McGuane was himself quite funny about the somber moralizing critics who
missed what he was doing. A good point: the announcer then read one of
Thompson's wildly funny description of Nixon, & we were both laughing
all over again at how well he pinned that nasty piece of work down. I
read F & L on the Campaign Trail (& later the coverage of the Watergate
mess) as it came out in RS, & it was something special indeed....
I imagine he will want to be remembered for what he wrote.

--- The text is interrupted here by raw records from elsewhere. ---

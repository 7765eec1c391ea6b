use anyhow::{bail, Context, Result};
use chrono::Utc;
use clap::{ArgAction, Args, Parser, Subcommand};
use rand::rngs::StdRng;
use rand::SeedableRng;
use serde_json::{json, Value};
use std::env;
use std::fs;
use std::path::{Path, PathBuf};
use std::thread;
use std::time::Duration;

mod conditions;
mod config;
mod error;
mod generate;
mod history;
mod library;
mod logging;
mod resolver;

use conditions::{InputMode, DEFAULT_MUD, DEFAULT_SINUOSITY, DEFAULT_WIDTH};
use config::AppConfig;
use generate::{run_generation, GenerateInputs, GenerationOutcome, Upload};
use history::HistoryStore;
use library::ImageLibrary;

#[derive(Parser, Debug)]
#[command(
    name = "facies-sim",
    version,
    about = "Simulated conditional facies map generation backed by a pre-rendered gallery"
)]
struct Cli {
    /// Gallery root (default: FACIES_GALLERY_DIR / ./facies_gallery)
    #[arg(long, global = true)]
    gallery_dir: Option<PathBuf>,
    /// History store directory (default: FACIES_HISTORY_DIR / ./history_records)
    #[arg(long, global = true)]
    history_dir: Option<PathBuf>,
    /// Debug-level logging on stderr (RUST_LOG overrides)
    #[arg(short, long, global = true, action = ArgAction::SetTrue)]
    verbose: bool,
    #[command(subcommand)]
    command: Commands,
}

#[derive(Subcommand, Debug)]
#[allow(clippy::enum_variant_names)]
enum Commands {
    /// Print supported commands in JSON
    Commands,
    /// Pick a gallery image for the given conditions and record it in history
    Generate(GenerateArgs),
    /// List history entries, newest first
    History(HistoryArgs),
    /// Write one history entry to a file
    Export(ExportArgs),
    /// Delete every history entry
    Clear(ClearArgs),
}

#[derive(Args, Debug)]
struct GenerateArgs {
    /// Condition input mode
    #[arg(long, value_enum, default_value_t = InputMode::Global)]
    mode: InputMode,
    /// Mud ratio, 0.1..=0.9 step 0.1 (global and joint modes)
    #[arg(long, default_value_t = DEFAULT_MUD)]
    mud: f64,
    /// Channel sinuosity, 0.1..=0.9 step 0.1 (global mode)
    #[arg(long, default_value_t = DEFAULT_SINUOSITY)]
    sinuosity: f64,
    /// Channel width, 2.0..=6.0 step 0.5 (global mode)
    #[arg(long, default_value_t = DEFAULT_WIDTH)]
    width: f64,
    /// Well-point image, named like faciesA.png (well and joint modes)
    #[arg(long)]
    upload: Option<PathBuf>,
    /// Write the generated image bytes to this path
    #[arg(long)]
    out: Option<PathBuf>,
    /// RNG seed for reproducible picks (default: FACIES_SEED / entropy)
    #[arg(long)]
    seed: Option<u64>,
    /// Simulated generation time in milliseconds
    #[arg(long, default_value_t = 1000)]
    delay_ms: u64,
    /// Print the generation payload JSON to stdout
    #[arg(long, action = ArgAction::SetTrue)]
    json: bool,
    /// Exit non-zero when no image is available or the history write fails
    #[arg(long, action = ArgAction::SetTrue)]
    strict: bool,
}

#[derive(Args, Debug)]
struct HistoryArgs {
    /// Print history JSON to stdout
    #[arg(long, action = ArgAction::SetTrue)]
    json: bool,
}

#[derive(Args, Debug)]
struct ExportArgs {
    /// History entry file name (as printed by `history`)
    entry: String,
    /// Destination path (default: ./<entry>)
    #[arg(long)]
    out: Option<PathBuf>,
}

#[derive(Args, Debug)]
struct ClearArgs {
    /// Print clear report JSON to stdout
    #[arg(long, action = ArgAction::SetTrue)]
    json: bool,
    /// Exit non-zero when any entry could not be removed
    #[arg(long, action = ArgAction::SetTrue)]
    strict: bool,
}

fn main() {
    if let Err(err) = run() {
        eprintln!("error: {err:#}");
        std::process::exit(1);
    }
}

fn run() -> Result<()> {
    let cli = Cli::parse();
    logging::init_tracing(cli.verbose);

    let seed = match &cli.command {
        Commands::Generate(args) => args.seed,
        _ => None,
    };
    let config = AppConfig::resolve(cli.gallery_dir, cli.history_dir, seed);

    match cli.command {
        Commands::Commands => print_commands(),
        Commands::Generate(args) => command_generate(&config, args),
        Commands::History(args) => command_history(&config, args),
        Commands::Export(args) => command_export(&config, args),
        Commands::Clear(args) => command_clear(&config, args),
    }
}

fn print_commands() -> Result<()> {
    let rows = vec![
        json!({
            "name": "generate",
            "description": "Resolve global/well/joint conditions to a gallery image and record it.",
            "modes": ["global", "well", "joint"]
        }),
        json!({
            "name": "history",
            "description": "List recorded images, newest first."
        }),
        json!({
            "name": "export",
            "description": "Download one history entry to a file."
        }),
        json!({
            "name": "clear",
            "description": "Delete all history entries, reporting any that could not be removed."
        }),
    ];

    println!(
        "{}",
        serde_json::to_string_pretty(&json!({ "commands": rows }))?
    );
    Ok(())
}

fn command_generate(config: &AppConfig, args: GenerateArgs) -> Result<()> {
    let upload = args.upload.as_deref().map(Upload::from_path).transpose()?;
    let conditions = GenerateInputs {
        mode: args.mode,
        mud: args.mud,
        sinuosity: args.sinuosity,
        width: args.width,
        upload: upload.as_ref(),
    }
    .into_conditions()?;

    let library = ImageLibrary::new(&config.gallery_root);
    let mut store = HistoryStore::open(&config.history_dir)?;
    let rng = match config.seed {
        Some(seed) => StdRng::seed_from_u64(seed),
        None => StdRng::from_entropy(),
    };

    if args.delay_ms > 0 {
        thread::sleep(Duration::from_millis(args.delay_ms));
    }

    let outcome = run_generation(&library, &mut store, rng, conditions)?;

    let download = match (&args.out, outcome.image_bytes.as_deref()) {
        (Some(out), Some(bytes)) => {
            write_bytes(out, bytes)?;
            Some(abs_path(out))
        }
        _ => None,
    };

    let payload = generation_payload(&library, &outcome, upload.as_ref(), download.as_deref());

    if args.json {
        println!("{}", serde_json::to_string(&payload)?);
    } else {
        for warning in outcome.warnings() {
            eprintln!("warning: {warning}");
        }
        if let Some(found) = &outcome.resolution {
            println!("{}", abs_path(&library.path_of(&found.image)).display());
        }
    }

    if args.strict {
        if let Some(issue) = outcome.issues.first() {
            bail!("{}", issue.describe());
        }
    }
    Ok(())
}

fn generation_payload(
    library: &ImageLibrary,
    outcome: &GenerationOutcome,
    upload: Option<&Upload>,
    download: Option<&Path>,
) -> Value {
    let image_path = outcome
        .resolution
        .as_ref()
        .map(|found| abs_path(&library.path_of(&found.image)).display().to_string());
    let image_size = outcome
        .image_dimensions()
        .map(|(w, h)| json!({ "w": w, "h": h, "units": "px" }));

    json!({
        "generated_at": timestamp_iso(),
        "generated_at_epoch_ms": Utc::now().timestamp_millis(),
        "mode": outcome.conditions.mode(),
        "conditions": outcome.conditions,
        "upload": upload.map(Upload::summary),
        "resolution": outcome.resolution,
        "caption": outcome.caption(),
        "image_path": image_path,
        "image_size": image_size,
        "download_path": download.map(|p| p.display().to_string()),
        "history_entry": outcome.history,
        "warnings": outcome.warnings(),
    })
}

fn command_history(config: &AppConfig, args: HistoryArgs) -> Result<()> {
    let store = HistoryStore::open(&config.history_dir)?;
    let entries = store.list();

    if args.json {
        let payload = json!({
            "history_dir": abs_path(store.dir()).display().to_string(),
            "count": store.len(),
            "entries": entries,
        });
        println!("{}", serde_json::to_string(&payload)?);
        return Ok(());
    }

    if store.is_empty() {
        eprintln!("no history records yet; generate some images first");
        return Ok(());
    }
    for entry in entries {
        println!(
            "{}\t{}\t{}",
            entry.id,
            entry.recorded_at.as_deref().unwrap_or("-"),
            entry.size
        );
    }
    Ok(())
}

fn command_export(config: &AppConfig, args: ExportArgs) -> Result<()> {
    let store = HistoryStore::open(&config.history_dir)?;
    let bytes = store.read(&args.entry)?;
    let out = args
        .out
        .unwrap_or_else(|| PathBuf::from(&args.entry));
    write_bytes(&out, &bytes)?;
    println!("{}", abs_path(&out).display());
    Ok(())
}

fn command_clear(config: &AppConfig, args: ClearArgs) -> Result<()> {
    let mut store = HistoryStore::open(&config.history_dir)?;
    let report = store.clear()?;

    if args.json {
        println!("{}", serde_json::to_string(&report)?);
    } else {
        for failure in &report.failed {
            eprintln!("warning: could not remove {}: {}", failure.id, failure.reason);
        }
        println!(
            "cleared {} history entries ({} failed)",
            report.removed.len(),
            report.failed.len()
        );
    }

    if args.strict {
        if let Some(err) = report.into_error() {
            bail!(err);
        }
    }
    Ok(())
}

fn write_bytes(path: &Path, bytes: &[u8]) -> Result<()> {
    ensure_parent_dir(path)?;
    fs::write(path, bytes).with_context(|| format!("failed to write {}", path.display()))?;
    Ok(())
}

fn ensure_parent_dir(path: &Path) -> Result<()> {
    if let Some(parent) = path.parent() {
        if !parent.as_os_str().is_empty() {
            fs::create_dir_all(parent).with_context(|| {
                format!("failed to create parent directory: {}", parent.display())
            })?;
        }
    }
    Ok(())
}

fn abs_path(path: &Path) -> PathBuf {
    if path.is_absolute() {
        return path.to_path_buf();
    }
    env::current_dir()
        .unwrap_or_else(|_| PathBuf::from("."))
        .join(path)
}

fn timestamp_iso() -> String {
    Utc::now().to_rfc3339()
}

#[cfg(test)]
mod tests {
    use super::*;
    use crate::conditions::{ConditionSet, GlobalConditions};
    use tempfile::tempdir;

    #[test]
    fn cli_parses_generate_modes() {
        let cli = Cli::try_parse_from([
            "facies-sim",
            "--gallery-dir",
            "/g",
            "generate",
            "--mode",
            "joint",
            "--mud",
            "0.7",
            "--upload",
            "faciesA.png",
            "--seed",
            "4",
        ])
        .unwrap();
        assert_eq!(cli.gallery_dir, Some(PathBuf::from("/g")));
        match cli.command {
            Commands::Generate(args) => {
                assert_eq!(args.mode, InputMode::Joint);
                assert_eq!(args.mud, 0.7);
                assert_eq!(args.sinuosity, DEFAULT_SINUOSITY);
                assert_eq!(args.seed, Some(4));
                assert_eq!(args.delay_ms, 1000);
            }
            other => panic!("unexpected command: {other:?}"),
        }
    }

    #[test]
    fn cli_rejects_unknown_mode() {
        assert!(Cli::try_parse_from(["facies-sim", "generate", "--mode", "both"]).is_err());
    }

    #[test]
    fn writes_bytes_creating_parents() {
        let dir = tempdir().unwrap();
        let target = dir.path().join("a").join("b.png");
        write_bytes(&target, b"png").unwrap();
        assert_eq!(fs::read(&target).unwrap(), b"png");
    }

    #[test]
    fn payload_reports_empty_gallery() {
        let dir = tempdir().unwrap();
        let library = ImageLibrary::new(dir.path().join("facies_gallery"));
        let mut store = HistoryStore::open(dir.path().join("history_records")).unwrap();
        let conditions = ConditionSet::Global(GlobalConditions::new(0.5, 0.5, 4.0).unwrap());
        let outcome =
            run_generation(&library, &mut store, StdRng::seed_from_u64(0), conditions).unwrap();

        let payload = generation_payload(&library, &outcome, None, None);
        assert_eq!(payload["mode"], "global");
        assert!(payload["image_path"].is_null());
        assert!(payload["history_entry"].is_null());
        assert_eq!(payload["warnings"].as_array().map(Vec::len), Some(1));
    }

    #[test]
    fn generate_then_export_round_trips() {
        let dir = tempdir().unwrap();
        let config = AppConfig {
            gallery_root: dir.path().join("facies_gallery"),
            history_dir: dir.path().join("history_records"),
            seed: Some(11),
        };
        let well = config.gallery_root.join("wellimage");
        fs::create_dir_all(&well).unwrap();
        fs::write(well.join("fakesA1.png"), b"A1 bytes").unwrap();
        let upload_path = dir.path().join("faciesA.png");
        fs::write(&upload_path, b"upload").unwrap();

        command_generate(
            &config,
            GenerateArgs {
                mode: InputMode::Well,
                mud: DEFAULT_MUD,
                sinuosity: DEFAULT_SINUOSITY,
                width: DEFAULT_WIDTH,
                upload: Some(upload_path),
                out: Some(dir.path().join("download").join("result.png")),
                seed: None,
                delay_ms: 0,
                json: true,
                strict: true,
            },
        )
        .unwrap();
        assert_eq!(
            fs::read(dir.path().join("download").join("result.png")).unwrap(),
            b"A1 bytes"
        );

        let store = HistoryStore::open(&config.history_dir).unwrap();
        let entry = store.list().remove(0);
        let exported = dir.path().join("exported.png");
        command_export(
            &config,
            ExportArgs {
                entry: entry.id,
                out: Some(exported.clone()),
            },
        )
        .unwrap();
        assert_eq!(fs::read(&exported).unwrap(), b"A1 bytes");

        command_clear(&config, ClearArgs { json: true, strict: true }).unwrap();
        assert!(HistoryStore::open(&config.history_dir).unwrap().is_empty());
    }

    #[test]
    fn generate_rejects_missing_upload() {
        let dir = tempdir().unwrap();
        let config = AppConfig {
            gallery_root: dir.path().join("g"),
            history_dir: dir.path().join("h"),
            seed: Some(1),
        };
        let err = command_generate(
            &config,
            GenerateArgs {
                mode: InputMode::Joint,
                mud: 0.3,
                sinuosity: DEFAULT_SINUOSITY,
                width: DEFAULT_WIDTH,
                upload: None,
                out: None,
                seed: None,
                delay_ms: 0,
                json: true,
                strict: false,
            },
        )
        .unwrap_err();
        assert!(err.to_string().contains("uploaded well image"));
    }

    #[test]
    fn strict_generate_fails_on_empty_gallery() {
        let dir = tempdir().unwrap();
        let config = AppConfig {
            gallery_root: dir.path().join("g"),
            history_dir: dir.path().join("h"),
            seed: Some(1),
        };
        let args = |strict| GenerateArgs {
            mode: InputMode::Global,
            mud: DEFAULT_MUD,
            sinuosity: DEFAULT_SINUOSITY,
            width: DEFAULT_WIDTH,
            upload: None,
            out: None,
            seed: None,
            delay_ms: 0,
            json: false,
            strict,
        };

        assert!(command_generate(&config, args(false)).is_ok());
        let err = command_generate(&config, args(true)).unwrap_err();
        assert!(err.to_string().contains("no image available"));
        assert!(HistoryStore::open(&config.history_dir).unwrap().is_empty());
    }
}
use std::fmt;
use std::fs;
use std::io;
use std::path::PathBuf;

use serde::Serialize;

use crate::error::{FaciesError, FaciesResult};

pub const WELL_PREFIX: &str = "fakes";
pub const IMAGE_EXT: &str = ".png";

/// Gallery namespace a candidate image lives in.
///
/// Well and joint lookups share the `wellimage` directory; the joint mode only
/// differs in the trailing mud-group digit of the filename.
#[derive(Debug, Clone, Copy, PartialEq, Eq, Serialize)]
#[serde(rename_all = "snake_case")]
pub enum Namespace {
    Global,
    Well,
    Joint,
}

impl Namespace {
    pub fn dir_name(self) -> &'static str {
        match self {
            Namespace::Global => "global",
            Namespace::Well | Namespace::Joint => "wellimage",
        }
    }

    pub fn as_str(self) -> &'static str {
        match self {
            Namespace::Global => "global",
            Namespace::Well => "well",
            Namespace::Joint => "joint",
        }
    }
}

impl fmt::Display for Namespace {
    fn fmt(&self, f: &mut fmt::Formatter<'_>) -> fmt::Result {
        f.write_str(self.as_str())
    }
}

#[derive(Debug, Clone, PartialEq, Eq, Serialize)]
pub struct ImageRef {
    pub namespace: Namespace,
    pub filename: String,
}

/// Read-only view over the pre-rendered facies gallery.
#[derive(Debug, Clone)]
pub struct ImageLibrary {
    root: PathBuf,
}

impl ImageLibrary {
    pub fn new(root: impl Into<PathBuf>) -> Self {
        Self { root: root.into() }
    }

    pub fn namespace_dir(&self, namespace: Namespace) -> PathBuf {
        self.root.join(namespace.dir_name())
    }

    pub fn path_of(&self, image: &ImageRef) -> PathBuf {
        self.namespace_dir(image.namespace).join(&image.filename)
    }

    /// Sorted `.png` file names in a namespace. A missing directory reads as empty.
    pub fn list_png(&self, namespace: Namespace) -> FaciesResult<Vec<String>> {
        let dir = self.namespace_dir(namespace);
        let entries = match fs::read_dir(&dir) {
            Ok(entries) => entries,
            Err(err) if err.kind() == io::ErrorKind::NotFound => {
                tracing::warn!(dir = %dir.display(), "gallery namespace directory is missing");
                return Ok(Vec::new());
            }
            Err(err) => return Err(FaciesError::io("failed to list gallery", dir, err)),
        };

        let mut names = Vec::new();
        for entry in entries {
            let entry = entry.map_err(|err| FaciesError::io("failed to list gallery", &dir, err))?;
            let Ok(name) = entry.file_name().into_string() else {
                continue;
            };
            if !name.ends_with(IMAGE_EXT) {
                continue;
            }
            if entry.file_type().map(|t| t.is_dir()).unwrap_or(true) {
                continue;
            }
            names.push(name);
        }
        names.sort();
        Ok(names)
    }

    /// `.png` files in a namespace whose names start with `prefix`.
    pub fn list_with_prefix(&self, namespace: Namespace, prefix: &str) -> FaciesResult<Vec<String>> {
        Ok(self
            .list_png(namespace)?
            .into_iter()
            .filter(|name| name.starts_with(prefix))
            .collect())
    }

    pub fn contains(&self, namespace: Namespace, filename: &str) -> bool {
        self.namespace_dir(namespace).join(filename).is_file()
    }

    pub fn read(&self, image: &ImageRef) -> FaciesResult<Vec<u8>> {
        let path = self.path_of(image);
        fs::read(&path).map_err(|err| FaciesError::io("failed to read gallery image", path, err))
    }
}

#[cfg(test)]
mod tests {
    use super::*;
    use std::path::Path;
    use tempfile::tempdir;

    fn touch(dir: &Path, name: &str) {
        fs::create_dir_all(dir).unwrap();
        fs::write(dir.join(name), name.as_bytes()).unwrap();
    }

    #[test]
    fn lists_only_png_files_sorted() {
        let root = tempdir().unwrap();
        let lib = ImageLibrary::new(root.path());
        let global = lib.namespace_dir(Namespace::Global);
        touch(&global, "b.png");
        touch(&global, "a.png");
        touch(&global, "notes.txt");
        fs::create_dir_all(global.join("nested.png")).unwrap();

        assert_eq!(lib.list_png(Namespace::Global).unwrap(), vec!["a.png", "b.png"]);
    }

    #[test]
    fn missing_namespace_reads_as_empty() {
        let root = tempdir().unwrap();
        let lib = ImageLibrary::new(root.path().join("nowhere"));
        assert!(lib.list_png(Namespace::Well).unwrap().is_empty());
    }

    #[test]
    fn well_and_joint_share_a_directory() {
        let root = tempdir().unwrap();
        let lib = ImageLibrary::new(root.path());
        touch(&lib.namespace_dir(Namespace::Well), "fakesA1.png");
        touch(&lib.namespace_dir(Namespace::Well), "other.png");

        assert!(lib.contains(Namespace::Joint, "fakesA1.png"));
        assert_eq!(
            lib.list_with_prefix(Namespace::Joint, WELL_PREFIX).unwrap(),
            vec!["fakesA1.png"]
        );
        let image = ImageRef {
            namespace: Namespace::Joint,
            filename: "fakesA1.png".to_string(),
        };
        assert_eq!(lib.read(&image).unwrap(), b"fakesA1.png");
    }
}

CBC TV National News had a fairly long item on him, including some
prime footage, & a comment on his love for Hemingway & the irony of his
end so like the old man's....
So some of the people up here clearly felt his death was a major
story...
Doug
On 21-Feb-05, at 1:15 PM, Ken Wolman wrote:
> Douglas Barbour wrote:
>
>> Ken
>>
>> Salon has a link to a bunch of quote about Thompson, this one seeming
>> relevant to your query:
>>
>> Robert Sam Anson, journalist "His special curse"
>
> Saddening stuff, especially this from Thompson's own mouth:
>
> "But I don't know how wise I am. I don't know what kind of a role model
> I am. And not everybody is made for this life."
>
> I don't know much about Salon except Camille Paglia used to (?) write
> for it--so I have to wonder whether there is an editorial slant to the
> selections and presentation, and what if anything it's intended to
> prove. Thompson comes across as a demolished old public building with
> feral cats chasing rats in and out of the cracks in the marble. It's
> difficult to slam together a rethinking or revaluation of a man's
> entire
> lifework overnight, but Salon has made its attempt. Surprisingly, I
> rather liked Cintra Wilson's introduction, if only because she
> mentioned
> sitting around last night with a magazine photographer she calls "Dirty
> Bobby." Unless I'm totally wrong here, I went to college with Dirty
> Bobby, he's really Robert Altman (not the film director), and I
> remember
> him walking around with that damned Nikon or Canon or whatever it was
> back in 1965, as stoned out of his head as the rest of us, taking
> pictures of everyone he knew. And we all wound up on his website.
> Forever young? Yeah, but we all came down anyway, those of us who
> survived as a significant few did not.
>
> My suspicion is that Salon moved too damn fast on this. I keep
> picturing the researchers combing through the interviews and slapping
> the whole retrospective together. The magazine acted like the old New
> York Daily Mirror.
>
> Ken
>
> --
> Kenneth Wolman
> Proposal Development Department
> Room SW334
> Sarnoff Corporation
> 609-734-2538
>
>
Douglas Barbour
Department of English
University of Alberta
Edmonton Alberta T6G 2E5 Canada
(780) 436 3320
http://www.ualberta.ca/~dbarbour/dbhome.htm
Reserved books. Reserved land. Reserved flight.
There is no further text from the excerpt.